Problem details:
The answer should be each line from the entries below that has the word "TryRecvError" in it.

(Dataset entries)

<<<<

use std::process::ExitCode;

use relay_config::ConfigError;
use relayd::{BootstrapError, LaunchError};

fn main() -> ExitCode {
    match relayd::run_daemon() {
        Ok(()) => ExitCode::SUCCESS,
        Err(LaunchError::Bootstrap {
            source:
                BootstrapError::Configuration {
                    source: ConfigError::Arguments(error),
                },
        }) => error.exit(),
        Err(error) => {
            eprintln!("relayd: {error}");
            ExitCode::FAILURE
        }
    }
}
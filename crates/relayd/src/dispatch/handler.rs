//! Bridge from the HTTP listener to the execution thread.
//!
//! Each request is read in full on the listener thread, submitted to the
//! marshaler, and answered with whatever [`Reply`] the dispatcher produced.
//! Parsing never touches server state.

use std::io::Read;

use tiny_http::{Header, Request, Response};
use tracing::{debug, warn};

use super::request::CommandRequest;
use super::response::Reply;
use super::router::{DISPATCH_TARGET, dispatch};
use crate::context::ServerContext;
use crate::marshal::{MarshalError, Marshaler};
use crate::transport::{Flow, RequestHandler};

/// Largest accepted request body.
pub const MAX_BODY_BYTES: usize = 8 * 1024 * 1024;

/// [`RequestHandler`] that runs every command on the execution thread.
pub struct MarshalingHandler {
    marshaler: Marshaler<ServerContext>,
}

impl MarshalingHandler {
    /// Handler submitting through `marshaler`.
    #[must_use]
    pub const fn new(marshaler: Marshaler<ServerContext>) -> Self {
        Self { marshaler }
    }
}

impl RequestHandler for MarshalingHandler {
    fn handle(&self, mut request: Request) -> Flow {
        let command = match read_command(&mut request) {
            Ok(command) => command,
            Err(reply) => {
                respond(request, &reply);
                return Flow::Continue;
            }
        };
        debug!(
            target: DISPATCH_TARGET,
            command = command.name(),
            bytes = command.body().len(),
            "submitting request"
        );
        match self
            .marshaler
            .submit(move |ctx| dispatch(ctx, &command))
        {
            Ok(reply) => {
                respond(request, &reply);
                Flow::Continue
            }
            Err(MarshalError::Stopped) => {
                debug!(
                    target: DISPATCH_TARGET,
                    "execution thread stopped; closing listener"
                );
                respond(request, &Reply::error(503, "server stopping"));
                Flow::Stop
            }
            Err(error @ MarshalError::Abandoned) => {
                respond(request, &Reply::error(500, format!("internal error: {error}")));
                Flow::Continue
            }
        }
    }
}

fn read_command(request: &mut Request) -> Result<CommandRequest, Reply> {
    let too_large = || Reply::error(400, format!("request body exceeds {MAX_BODY_BYTES} bytes"));
    if request.body_length().is_some_and(|length| length > MAX_BODY_BYTES) {
        return Err(too_large());
    }
    let mut body = Vec::new();
    let limit = u64::try_from(MAX_BODY_BYTES).unwrap_or(u64::MAX).saturating_add(1);
    request
        .as_reader()
        .take(limit)
        .read_to_end(&mut body)
        .map_err(|error| Reply::error(400, format!("failed to read request body: {error}")))?;
    if body.len() > MAX_BODY_BYTES {
        return Err(too_large());
    }
    let headers: Vec<(String, String)> = request
        .headers()
        .iter()
        .map(|header| {
            (
                header.field.as_str().as_str().to_owned(),
                header.value.as_str().to_owned(),
            )
        })
        .collect();
    Ok(CommandRequest::new(request.url(), headers, body))
}

fn respond(request: Request, reply: &Reply) {
    let mut response = Response::from_string(reply.to_json()).with_status_code(reply.status());
    if let Ok(header) = Header::from_bytes(&b"Content-Type"[..], &b"application/json; charset=utf-8"[..]) {
        response = response.with_header(header);
    }
    if let Err(error) = request.respond(response) {
        warn!(
            target: DISPATCH_TARGET,
            %error,
            "failed to write response"
        );
    }
}
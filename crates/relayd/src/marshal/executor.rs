//! Channel-backed executor and its submit handles.

use std::any::Any;
use std::io;
use std::panic::{self, AssertUnwindSafe};
use std::sync::Arc;
use std::sync::atomic::{AtomicBool, Ordering};
use std::thread;
use std::time::Duration;

use crossbeam_channel::{Receiver, RecvTimeoutError, Sender, TryRecvError};
use tracing::{debug, error};

use super::{MARSHAL_TARGET, MarshalError};

type Job<S> = Box<dyn FnOnce(&mut S) + Send>;

/// Cloneable handle used by any thread to queue work for the executor.
pub struct Marshaler<S> {
    sender: Sender<Job<S>>,
    stopped: Arc<AtomicBool>,
}

impl<S> Clone for Marshaler<S> {
    fn clone(&self) -> Self {
        Self {
            sender: self.sender.clone(),
            stopped: Arc::clone(&self.stopped),
        }
    }
}

/// Receiving half of the job queue, handed to [`Executor::new`].
pub struct Inbox<S> {
    receiver: Receiver<Job<S>>,
    stopped: Arc<AtomicBool>,
}

/// Creates a connected marshaler and inbox pair.
#[must_use]
pub fn channel<S>() -> (Marshaler<S>, Inbox<S>) {
    let (sender, receiver) = crossbeam_channel::unbounded();
    let stopped = Arc::new(AtomicBool::new(false));
    (
        Marshaler {
            sender,
            stopped: Arc::clone(&stopped),
        },
        Inbox { receiver, stopped },
    )
}

impl<S> Marshaler<S> {
    /// Runs `work` on the execution thread and blocks until it returns.
    ///
    /// # Errors
    ///
    /// Returns [`MarshalError::Stopped`] when the executor has shut down, and
    /// [`MarshalError::Abandoned`] when the job panicked.
    pub fn submit<R, F>(&self, work: F) -> Result<R, MarshalError>
    where
        F: FnOnce(&mut S) -> R + Send + 'static,
        R: Send + 'static,
    {
        if self.stopped.load(Ordering::SeqCst) {
            return Err(MarshalError::Stopped);
        }
        let (reply, outcome) = crossbeam_channel::bounded(1);
        let job: Job<S> = Box::new(move |state| {
            let result = work(state);
            // The submitter may have gone away; nothing to report then.
            let _ = reply.send(result);
        });
        self.sender.send(job).map_err(|_| MarshalError::Stopped)?;
        outcome.recv().map_err(|_| {
            if self.stopped.load(Ordering::SeqCst) {
                MarshalError::Stopped
            } else {
                MarshalError::Abandoned
            }
        })
    }

    /// Queues `work` without waiting for it to run.
    ///
    /// # Errors
    ///
    /// Returns [`MarshalError::Stopped`] when the executor has shut down.
    pub fn post<F>(&self, work: F) -> Result<(), MarshalError>
    where
        F: FnOnce(&mut S) + Send + 'static,
    {
        if self.stopped.load(Ordering::SeqCst) {
            return Err(MarshalError::Stopped);
        }
        self.sender
            .send(Box::new(work))
            .map_err(|_| MarshalError::Stopped)
    }

    /// True once the executor has shut down.
    #[must_use]
    pub fn is_stopped(&self) -> bool {
        self.stopped.load(Ordering::SeqCst)
    }
}

/// Owner of the execution-thread state and consumer of queued jobs.
pub struct Executor<S> {
    // Declared first so the flag is raised before the queue is dropped.
    stopped: StopOnDrop,
    state: S,
    receiver: Receiver<Job<S>>,
}

struct StopOnDrop(Arc<AtomicBool>);

impl StopOnDrop {
    fn raise(&self) {
        self.0.store(true, Ordering::SeqCst);
    }
}

impl Drop for StopOnDrop {
    fn drop(&mut self) {
        self.raise();
    }
}

impl<S> Executor<S> {
    /// Wraps `state`, consuming jobs from `inbox`.
    #[must_use]
    pub fn new(state: S, inbox: Inbox<S>) -> Self {
        Self {
            stopped: StopOnDrop(inbox.stopped),
            state,
            receiver: inbox.receiver,
        }
    }

    /// Shared access to the state outside of a job.
    pub fn state(&self) -> &S {
        &self.state
    }

    /// Exclusive access to the state outside of a job.
    pub fn state_mut(&mut self) -> &mut S {
        &mut self.state
    }

    /// Runs every job queued at the time of the call and returns how many ran.
    ///
    /// Jobs queued while draining wait for the next call, so a steady stream of
    /// submissions cannot starve the host's own frame work.
    pub fn drain(&mut self) -> usize {
        let pending = self.receiver.len();
        let mut ran = 0;
        while ran < pending {
            match self.receiver.try_recv() {
                Ok(job) => {
                    self.run_job(job);
                    ran += 1;
                }
                Err(TryRecvError::Empty | TryRecvError::Disconnected) => break,
            }
        }
        ran
    }

    /// Waits up to `budget` for the first job, then drains the queue.
    pub fn tick(&mut self, budget: Duration) -> usize {
        match self.receiver.recv_timeout(budget) {
            Ok(job) => {
                self.run_job(job);
                1 + self.drain()
            }
            Err(RecvTimeoutError::Timeout | RecvTimeoutError::Disconnected) => 0,
        }
    }

    /// Processes jobs until `stop` is raised, checking it every `poll`.
    pub fn run_until(&mut self, stop: &AtomicBool, poll: Duration) {
        while !stop.load(Ordering::SeqCst) {
            self.tick(poll);
        }
    }

    /// Stops accepting work and discards anything still queued.
    ///
    /// Dropping a queued job drops its reply channel, so blocked submitters
    /// observe [`MarshalError::Stopped`] straight away. Returns the state.
    pub fn shutdown(self) -> S {
        self.stopped.raise();
        let mut discarded = 0_usize;
        while let Ok(job) = self.receiver.try_recv() {
            drop(job);
            discarded += 1;
        }
        debug!(
            target: MARSHAL_TARGET,
            discarded,
            "executor stopped"
        );
        self.state
    }

    fn run_job(&mut self, job: Job<S>) {
        let state = &mut self.state;
        if let Err(payload) = panic::catch_unwind(AssertUnwindSafe(move || job(state))) {
            error!(
                target: MARSHAL_TARGET,
                panic = panic_message(payload.as_ref()),
                "job panicked on the execution thread"
            );
        }
    }
}

/// Handle to an execution thread started with [`spawn`].
pub struct ExecutorHandle {
    stop: Arc<AtomicBool>,
    handle: Option<thread::JoinHandle<()>>,
}

impl ExecutorHandle {
    /// Asks the execution thread to stop after its current job.
    pub fn stop(&self) {
        self.stop.store(true, Ordering::SeqCst);
    }

    /// Stops the thread and waits for it to exit.
    ///
    /// # Errors
    ///
    /// Returns [`MarshalError::Abandoned`] when the thread panicked.
    pub fn join(mut self) -> Result<(), MarshalError> {
        self.stop();
        match self.handle.take() {
            Some(handle) => handle.join().map_err(|_| MarshalError::Abandoned),
            None => Ok(()),
        }
    }
}

impl Drop for ExecutorHandle {
    fn drop(&mut self) {
        self.stop.store(true, Ordering::SeqCst);
    }
}

const SPAWNED_POLL: Duration = Duration::from_millis(20);

/// Starts a dedicated execution thread whose state is built by `factory`.
///
/// The state is constructed on the new thread, so it need not be `Send`.
///
/// # Errors
///
/// Returns the OS error when the thread cannot be spawned.
pub fn spawn<S, F>(name: &str, factory: F) -> io::Result<(Marshaler<S>, ExecutorHandle)>
where
    S: 'static,
    F: FnOnce() -> S + Send + 'static,
{
    let (marshaler, inbox) = channel();
    let stop = Arc::new(AtomicBool::new(false));
    let stop_flag = Arc::clone(&stop);
    let handle = thread::Builder::new()
        .name(name.to_owned())
        .spawn(move || {
            let mut executor = Executor::new(factory(), inbox);
            executor.run_until(&stop_flag, SPAWNED_POLL);
            drop(executor.shutdown());
        })?;
    Ok((
        marshaler,
        ExecutorHandle {
            stop,
            handle: Some(handle),
        },
    ))
}

pub(crate) fn panic_message(payload: &(dyn Any + Send)) -> String {
    if let Some(message) = payload.downcast_ref::<&str>() {
        (*message).to_owned()
    } else if let Some(message) = payload.downcast_ref::<String>() {
        message.clone()
    } else {
        String::from("unknown panic")
    }
}

#[cfg(test)]
mod tests {
    use super::*;

    use std::sync::Mutex;

    #[test]
    fn submit_runs_on_the_executor_thread() {
        let (marshaler, handle) =
            spawn("relay-exec-test", || Vec::<u32>::new()).expect("spawn executor");
        let exec_thread = marshaler
            .submit(|_| thread::current().name().map(str::to_owned))
            .expect("submit");
        assert_eq!(exec_thread.as_deref(), Some("relay-exec-test"));
        handle.join().expect("join");
    }

    #[test]
    fn drain_interleaves_posted_and_submitted_work_in_queue_order() {
        let (marshaler, inbox) = channel::<Vec<&'static str>>();
        let mut executor = Executor::new(Vec::new(), inbox);
        marshaler.post(|log| log.push("frame")).expect("post");
        let submitter = {
            let marshaler = marshaler.clone();
            thread::spawn(move || marshaler.submit(|log| log.push("command")))
        };
        while executor.receiver.len() < 2 {
            thread::yield_now();
        }
        assert_eq!(executor.drain(), 2);
        submitter.join().expect("join").expect("submit");
        assert_eq!(executor.state(), &vec!["frame", "command"]);
    }

    #[test]
    fn shutdown_fails_pending_and_later_submits() {
        let (marshaler, inbox) = channel::<u32>();
        let executor = Executor::new(0, inbox);
        let blocked = {
            let marshaler = marshaler.clone();
            thread::spawn(move || marshaler.submit(|state| *state + 1))
        };
        while executor.receiver.is_empty() {
            thread::yield_now();
        }
        let state = executor.shutdown();
        assert_eq!(state, 0, "queued job must not run");
        assert_eq!(
            blocked.join().expect("join"),
            Err(MarshalError::Stopped)
        );
        assert_eq!(marshaler.submit(|state| *state), Err(MarshalError::Stopped));
        assert!(marshaler.is_stopped());
    }

    #[test]
    fn panicking_job_leaves_executor_running() {
        let seen = Arc::new(Mutex::new(Vec::new()));
        let (marshaler, handle) = {
            let seen = Arc::clone(&seen);
            spawn("relay-exec-panic", move || seen).expect("spawn executor")
        };
        let outcome: Result<(), MarshalError> = marshaler.submit(|_| panic!("boom"));
        assert_eq!(outcome, Err(MarshalError::Abandoned));
        marshaler
            .submit(|seen| seen.lock().expect("lock").push(1))
            .expect("executor should survive a panicking job");
        handle.join().expect("join");
        assert_eq!(*seen.lock().expect("lock"), vec![1]);
    }
}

>>>>

Final answer:
use crossbeam_channel::{Receiver, RecvTimeoutError, Sender, TryRecvError};
                Err(TryRecvError::Empty | TryRecvError::Disconnected) => break,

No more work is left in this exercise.